(RECORDS SHOWN)
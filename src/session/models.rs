use serde::{Deserialize, Deserializer, Serialize};
use serde_json::{Map, Value};

/// Body sent to a role's login endpoint.
#[derive(Debug, Clone, Serialize)]
#[serde(untagged)]
pub enum LoginCredentials {
    /// Institutional login: school code + student number + password.
    Student {
        school_code: String,
        number: String,
        password: String,
    },
    Admin { username: String, password: String },
}

impl LoginCredentials {
    pub fn student(
        school_code: impl Into<String>,
        student_number: impl Into<String>,
        password: impl Into<String>,
    ) -> Self {
        LoginCredentials::Student {
            school_code: school_code.into(),
            number: student_number.into(),
            password: password.into(),
        }
    }

    pub fn admin(username: impl Into<String>, password: impl Into<String>) -> Self {
        LoginCredentials::Admin {
            username: username.into(),
            password: password.into(),
        }
    }

    /// Identifier safe to log.
    pub fn login_name(&self) -> String {
        match self {
            LoginCredentials::Student {
                school_code,
                number,
                ..
            } => format!("{school_code}/{number}"),
            LoginCredentials::Admin { username, .. } => username.clone(),
        }
    }
}

#[derive(Debug, Clone, PartialEq, Deserialize)]
pub struct TokenPair {
    pub access_token: String,
    /// Present only when the backend rotated the refresh credential.
    #[serde(default)]
    pub refresh_token: Option<String>,
    #[serde(default)]
    pub token_type: Option<String>,
}

#[derive(Debug, Clone, Deserialize)]
pub struct LoginResponse {
    pub access_token: String,
    #[serde(default)]
    pub refresh_token: Option<String>,
    /// Students get `user`, the admin endpoint answers with `admin`.
    #[serde(default, alias = "admin")]
    pub user: Option<UserProfile>,
    #[serde(default)]
    pub available_tenants: Vec<Tenant>,
    #[serde(default)]
    pub current_tenant: Option<Tenant>,
}

#[derive(Debug, Clone, Deserialize)]
pub struct TenantSwitch {
    pub access_token: String,
    #[serde(default)]
    pub refresh_token: Option<String>,
    #[serde(default)]
    pub current_tenant: Option<Tenant>,
}

/// Current-user record; unknown backend fields are kept in `extra`.
#[derive(Debug, Clone, PartialEq, Serialize, Deserialize, Default)]
pub struct UserProfile {
    #[serde(default, skip_serializing_if = "Option::is_none")]
    pub id: Option<i64>,
    #[serde(default, skip_serializing_if = "Option::is_none")]
    pub username: Option<String>,
    #[serde(default, skip_serializing_if = "Option::is_none")]
    pub full_name: Option<String>,
    #[serde(default, skip_serializing_if = "Option::is_none")]
    pub role: Option<String>,
    #[serde(flatten)]
    pub extra: Map<String, Value>,
}

impl UserProfile {
    pub fn display_name(&self) -> Option<&str> {
        self.full_name
            .as_deref()
            .filter(|n| !n.is_empty())
            .or(self.username.as_deref())
    }

    pub fn current_tenant_id(&self) -> Option<String> {
        self.extra.get("current_tenant_id").and_then(value_to_string)
    }
}

#[derive(Debug, Clone, PartialEq, Serialize, Deserialize)]
pub struct Tenant {
    #[serde(deserialize_with = "string_or_number")]
    pub tenant_id: String,
    #[serde(default, skip_serializing_if = "Option::is_none")]
    pub name: Option<String>,
    #[serde(flatten)]
    pub extra: Map<String, Value>,
}

fn value_to_string(v: &Value) -> Option<String> {
    match v {
        Value::String(s) => Some(s.clone()),
        Value::Number(n) => Some(n.to_string()),
        _ => None,
    }
}

fn string_or_number<'de, D>(deserializer: D) -> Result<String, D::Error>
where
    D: Deserializer<'de>,
{
    let v = Value::deserialize(deserializer)?;
    value_to_string(&v).ok_or_else(|| serde::de::Error::custom("expected string or number"))
}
(End RECORDS SHOWN)
=== YOUR OBJECTIVE ===
Filter the entries above down to the lines that contain "UserProfile".

=== OUTPUT FOR THIS EXERCISE ===
    pub user: Option<UserProfile>,
pub struct UserProfile {
impl UserProfile {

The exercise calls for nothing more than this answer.